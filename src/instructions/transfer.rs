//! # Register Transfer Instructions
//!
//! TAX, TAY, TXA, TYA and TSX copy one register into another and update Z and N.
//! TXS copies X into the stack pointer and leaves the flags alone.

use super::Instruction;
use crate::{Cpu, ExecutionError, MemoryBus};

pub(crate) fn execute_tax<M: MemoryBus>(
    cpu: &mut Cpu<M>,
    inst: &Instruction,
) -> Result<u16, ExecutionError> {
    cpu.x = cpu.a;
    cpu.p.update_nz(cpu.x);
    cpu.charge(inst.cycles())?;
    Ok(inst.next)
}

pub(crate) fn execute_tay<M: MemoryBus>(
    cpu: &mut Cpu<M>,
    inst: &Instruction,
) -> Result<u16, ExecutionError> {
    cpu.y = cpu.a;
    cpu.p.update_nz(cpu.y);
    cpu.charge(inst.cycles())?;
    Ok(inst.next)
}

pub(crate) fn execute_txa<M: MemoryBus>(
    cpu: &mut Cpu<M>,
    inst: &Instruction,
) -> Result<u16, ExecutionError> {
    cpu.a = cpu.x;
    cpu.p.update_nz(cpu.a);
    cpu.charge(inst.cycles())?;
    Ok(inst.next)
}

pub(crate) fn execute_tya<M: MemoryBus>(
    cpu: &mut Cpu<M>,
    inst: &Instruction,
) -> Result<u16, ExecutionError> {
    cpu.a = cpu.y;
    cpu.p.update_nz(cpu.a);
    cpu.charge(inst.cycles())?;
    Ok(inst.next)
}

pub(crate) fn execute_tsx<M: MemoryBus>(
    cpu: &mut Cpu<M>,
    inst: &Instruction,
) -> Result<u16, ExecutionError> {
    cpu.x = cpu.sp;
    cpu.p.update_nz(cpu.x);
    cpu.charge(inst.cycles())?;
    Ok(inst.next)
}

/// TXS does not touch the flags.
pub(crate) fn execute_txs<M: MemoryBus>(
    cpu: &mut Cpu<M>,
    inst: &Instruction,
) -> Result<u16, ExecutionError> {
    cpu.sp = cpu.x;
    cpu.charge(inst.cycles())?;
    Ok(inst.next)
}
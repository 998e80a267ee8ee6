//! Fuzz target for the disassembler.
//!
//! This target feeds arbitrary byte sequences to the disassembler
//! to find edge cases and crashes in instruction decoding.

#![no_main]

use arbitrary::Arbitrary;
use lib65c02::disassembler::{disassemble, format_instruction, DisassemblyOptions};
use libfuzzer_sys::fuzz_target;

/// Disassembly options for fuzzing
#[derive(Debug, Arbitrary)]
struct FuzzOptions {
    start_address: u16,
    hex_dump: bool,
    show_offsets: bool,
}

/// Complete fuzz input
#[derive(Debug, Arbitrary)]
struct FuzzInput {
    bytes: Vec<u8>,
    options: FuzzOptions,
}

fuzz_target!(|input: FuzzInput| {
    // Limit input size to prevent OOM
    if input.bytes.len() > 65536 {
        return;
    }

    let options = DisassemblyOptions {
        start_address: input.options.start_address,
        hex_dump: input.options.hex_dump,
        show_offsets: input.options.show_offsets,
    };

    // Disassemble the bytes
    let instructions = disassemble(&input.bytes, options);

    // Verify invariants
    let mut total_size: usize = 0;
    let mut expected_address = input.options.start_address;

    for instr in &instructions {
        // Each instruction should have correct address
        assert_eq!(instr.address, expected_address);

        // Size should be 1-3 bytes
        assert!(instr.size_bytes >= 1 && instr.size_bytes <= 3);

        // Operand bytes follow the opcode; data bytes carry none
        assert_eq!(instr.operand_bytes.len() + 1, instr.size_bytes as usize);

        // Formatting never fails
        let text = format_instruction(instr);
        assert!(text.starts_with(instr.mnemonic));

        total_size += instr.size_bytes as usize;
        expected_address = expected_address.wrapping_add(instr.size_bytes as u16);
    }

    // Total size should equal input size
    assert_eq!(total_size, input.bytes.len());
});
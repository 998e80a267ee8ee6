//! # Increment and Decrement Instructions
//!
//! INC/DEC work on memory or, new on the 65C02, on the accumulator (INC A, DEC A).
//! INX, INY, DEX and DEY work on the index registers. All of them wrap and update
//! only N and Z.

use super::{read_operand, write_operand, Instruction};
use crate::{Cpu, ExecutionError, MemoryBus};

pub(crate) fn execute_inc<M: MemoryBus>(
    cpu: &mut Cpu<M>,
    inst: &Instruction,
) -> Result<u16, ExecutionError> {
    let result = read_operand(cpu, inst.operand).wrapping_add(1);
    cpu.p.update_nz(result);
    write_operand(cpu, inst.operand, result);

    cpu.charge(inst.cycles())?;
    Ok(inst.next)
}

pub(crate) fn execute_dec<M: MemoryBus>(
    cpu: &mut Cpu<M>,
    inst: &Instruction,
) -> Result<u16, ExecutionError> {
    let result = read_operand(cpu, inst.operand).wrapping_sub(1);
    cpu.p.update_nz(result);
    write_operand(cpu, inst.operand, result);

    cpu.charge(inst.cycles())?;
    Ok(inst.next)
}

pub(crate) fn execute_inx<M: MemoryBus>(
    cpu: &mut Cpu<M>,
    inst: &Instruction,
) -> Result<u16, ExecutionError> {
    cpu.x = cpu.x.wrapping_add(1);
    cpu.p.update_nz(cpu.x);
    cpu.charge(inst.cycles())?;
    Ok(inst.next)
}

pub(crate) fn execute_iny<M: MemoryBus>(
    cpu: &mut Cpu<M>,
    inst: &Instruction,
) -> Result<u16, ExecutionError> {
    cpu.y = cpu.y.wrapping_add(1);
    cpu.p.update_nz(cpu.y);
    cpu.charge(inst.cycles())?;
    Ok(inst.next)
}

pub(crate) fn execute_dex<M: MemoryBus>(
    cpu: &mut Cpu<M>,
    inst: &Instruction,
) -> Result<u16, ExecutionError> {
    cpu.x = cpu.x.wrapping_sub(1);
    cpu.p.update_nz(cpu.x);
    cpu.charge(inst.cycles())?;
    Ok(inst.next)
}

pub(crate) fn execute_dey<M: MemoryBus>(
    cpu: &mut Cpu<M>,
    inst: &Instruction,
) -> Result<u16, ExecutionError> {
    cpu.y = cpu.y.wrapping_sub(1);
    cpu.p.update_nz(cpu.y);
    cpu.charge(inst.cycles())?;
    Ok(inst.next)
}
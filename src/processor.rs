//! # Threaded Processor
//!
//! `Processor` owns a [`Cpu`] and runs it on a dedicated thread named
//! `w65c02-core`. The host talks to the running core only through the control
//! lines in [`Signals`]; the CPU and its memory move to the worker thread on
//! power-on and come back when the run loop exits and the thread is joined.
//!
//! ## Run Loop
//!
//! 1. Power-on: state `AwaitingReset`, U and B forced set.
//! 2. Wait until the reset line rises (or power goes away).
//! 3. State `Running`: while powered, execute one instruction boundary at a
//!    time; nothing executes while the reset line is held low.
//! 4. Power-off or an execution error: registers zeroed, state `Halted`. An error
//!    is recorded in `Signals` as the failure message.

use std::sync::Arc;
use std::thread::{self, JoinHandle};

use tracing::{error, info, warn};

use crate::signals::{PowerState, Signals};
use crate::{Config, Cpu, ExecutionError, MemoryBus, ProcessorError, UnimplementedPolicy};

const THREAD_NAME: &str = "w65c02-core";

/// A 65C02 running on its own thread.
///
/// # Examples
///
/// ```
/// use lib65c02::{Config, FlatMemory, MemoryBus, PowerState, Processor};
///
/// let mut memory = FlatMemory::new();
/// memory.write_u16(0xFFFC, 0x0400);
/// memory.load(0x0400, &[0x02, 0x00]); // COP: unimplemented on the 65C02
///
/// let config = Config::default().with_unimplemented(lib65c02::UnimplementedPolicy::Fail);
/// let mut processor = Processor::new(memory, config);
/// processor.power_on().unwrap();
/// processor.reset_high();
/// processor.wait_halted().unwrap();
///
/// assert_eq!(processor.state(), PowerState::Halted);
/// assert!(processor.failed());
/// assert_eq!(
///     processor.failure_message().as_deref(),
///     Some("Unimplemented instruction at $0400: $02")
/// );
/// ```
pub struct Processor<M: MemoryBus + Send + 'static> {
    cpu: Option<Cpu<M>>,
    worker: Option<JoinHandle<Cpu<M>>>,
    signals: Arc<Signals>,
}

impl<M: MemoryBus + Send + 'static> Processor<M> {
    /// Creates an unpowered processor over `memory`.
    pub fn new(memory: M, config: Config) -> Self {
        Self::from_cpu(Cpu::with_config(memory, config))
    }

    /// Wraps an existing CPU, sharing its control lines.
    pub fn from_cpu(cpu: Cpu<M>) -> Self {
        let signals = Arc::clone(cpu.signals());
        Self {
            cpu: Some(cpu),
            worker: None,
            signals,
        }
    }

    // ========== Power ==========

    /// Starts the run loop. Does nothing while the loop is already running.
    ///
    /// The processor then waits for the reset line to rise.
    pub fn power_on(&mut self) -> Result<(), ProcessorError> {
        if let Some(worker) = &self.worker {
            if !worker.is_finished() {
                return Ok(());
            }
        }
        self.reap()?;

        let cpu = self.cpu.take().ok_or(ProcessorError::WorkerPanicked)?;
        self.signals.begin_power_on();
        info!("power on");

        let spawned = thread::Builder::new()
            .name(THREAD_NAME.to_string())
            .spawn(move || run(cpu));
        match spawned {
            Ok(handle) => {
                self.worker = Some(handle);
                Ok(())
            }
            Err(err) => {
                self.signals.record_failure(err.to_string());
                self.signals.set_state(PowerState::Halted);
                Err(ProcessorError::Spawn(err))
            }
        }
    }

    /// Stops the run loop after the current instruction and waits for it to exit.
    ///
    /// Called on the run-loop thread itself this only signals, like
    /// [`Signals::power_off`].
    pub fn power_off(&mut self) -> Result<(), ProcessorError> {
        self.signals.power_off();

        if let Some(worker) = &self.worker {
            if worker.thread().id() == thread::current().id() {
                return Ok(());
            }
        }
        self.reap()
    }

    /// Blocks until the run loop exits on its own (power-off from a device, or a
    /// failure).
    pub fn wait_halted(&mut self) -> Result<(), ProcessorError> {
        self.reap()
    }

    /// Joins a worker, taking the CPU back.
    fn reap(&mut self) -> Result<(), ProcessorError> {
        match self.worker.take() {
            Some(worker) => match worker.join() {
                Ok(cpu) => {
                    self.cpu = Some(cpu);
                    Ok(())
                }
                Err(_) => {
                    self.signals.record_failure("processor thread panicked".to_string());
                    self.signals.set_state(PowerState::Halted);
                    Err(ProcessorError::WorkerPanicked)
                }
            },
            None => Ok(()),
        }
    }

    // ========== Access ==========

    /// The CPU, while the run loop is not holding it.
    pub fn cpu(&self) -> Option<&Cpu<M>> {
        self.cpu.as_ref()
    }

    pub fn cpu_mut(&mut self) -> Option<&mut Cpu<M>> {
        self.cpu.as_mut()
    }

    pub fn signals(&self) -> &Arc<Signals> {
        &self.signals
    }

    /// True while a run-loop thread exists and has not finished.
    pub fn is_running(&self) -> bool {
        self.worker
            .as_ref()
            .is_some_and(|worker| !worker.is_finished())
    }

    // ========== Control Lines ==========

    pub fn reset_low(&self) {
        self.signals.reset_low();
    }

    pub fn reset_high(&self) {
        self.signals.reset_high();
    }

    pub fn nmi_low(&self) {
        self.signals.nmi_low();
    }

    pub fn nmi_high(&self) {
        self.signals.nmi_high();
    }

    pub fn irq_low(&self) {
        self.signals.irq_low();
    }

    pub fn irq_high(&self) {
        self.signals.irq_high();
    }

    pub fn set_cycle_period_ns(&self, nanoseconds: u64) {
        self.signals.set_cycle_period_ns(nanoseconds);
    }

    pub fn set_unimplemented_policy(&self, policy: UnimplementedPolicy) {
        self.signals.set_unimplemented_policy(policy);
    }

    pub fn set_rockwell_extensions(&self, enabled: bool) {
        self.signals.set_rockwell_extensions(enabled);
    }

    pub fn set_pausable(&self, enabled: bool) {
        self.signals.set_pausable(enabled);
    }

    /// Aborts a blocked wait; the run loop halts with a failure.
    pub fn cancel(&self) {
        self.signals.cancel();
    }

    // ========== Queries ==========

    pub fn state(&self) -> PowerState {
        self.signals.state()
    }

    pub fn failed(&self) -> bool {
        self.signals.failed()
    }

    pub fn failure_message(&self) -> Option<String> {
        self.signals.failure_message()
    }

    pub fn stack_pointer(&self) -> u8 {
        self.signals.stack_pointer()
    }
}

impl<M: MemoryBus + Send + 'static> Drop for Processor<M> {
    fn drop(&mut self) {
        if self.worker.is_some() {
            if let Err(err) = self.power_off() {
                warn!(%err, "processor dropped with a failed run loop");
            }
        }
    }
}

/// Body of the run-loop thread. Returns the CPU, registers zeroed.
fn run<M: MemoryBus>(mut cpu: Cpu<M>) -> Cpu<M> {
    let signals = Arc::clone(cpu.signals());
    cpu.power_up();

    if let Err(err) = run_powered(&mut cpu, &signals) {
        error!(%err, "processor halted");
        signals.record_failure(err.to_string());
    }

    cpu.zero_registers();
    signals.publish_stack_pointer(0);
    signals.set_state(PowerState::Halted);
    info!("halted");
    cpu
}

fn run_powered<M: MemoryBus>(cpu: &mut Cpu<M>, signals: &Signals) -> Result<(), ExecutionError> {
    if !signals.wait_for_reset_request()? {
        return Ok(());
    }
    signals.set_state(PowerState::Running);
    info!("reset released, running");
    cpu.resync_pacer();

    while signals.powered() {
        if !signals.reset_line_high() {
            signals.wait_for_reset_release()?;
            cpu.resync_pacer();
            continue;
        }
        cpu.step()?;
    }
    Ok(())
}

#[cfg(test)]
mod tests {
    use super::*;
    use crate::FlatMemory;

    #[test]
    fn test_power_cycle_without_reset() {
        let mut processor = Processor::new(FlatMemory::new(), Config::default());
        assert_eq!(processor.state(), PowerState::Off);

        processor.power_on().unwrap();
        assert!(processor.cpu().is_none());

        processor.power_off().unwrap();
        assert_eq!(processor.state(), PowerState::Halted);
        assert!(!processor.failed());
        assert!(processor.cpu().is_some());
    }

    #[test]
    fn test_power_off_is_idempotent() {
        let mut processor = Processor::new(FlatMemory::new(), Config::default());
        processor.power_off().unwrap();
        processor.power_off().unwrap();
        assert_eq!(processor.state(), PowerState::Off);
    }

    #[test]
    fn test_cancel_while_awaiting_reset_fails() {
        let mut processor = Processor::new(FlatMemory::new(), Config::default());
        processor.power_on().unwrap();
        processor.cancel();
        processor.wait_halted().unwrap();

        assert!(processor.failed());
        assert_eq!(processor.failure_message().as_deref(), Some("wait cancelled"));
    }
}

• • •

# Brief:
Your answer should consist of the lines of the listing that contain "into", copied as they stand.

# Exercise answer:
//! TAX, TAY, TXA, TYA and TSX copy one register into another and update Z and N.
//! TXS copies X into the stack pointer and leaves the flags alone.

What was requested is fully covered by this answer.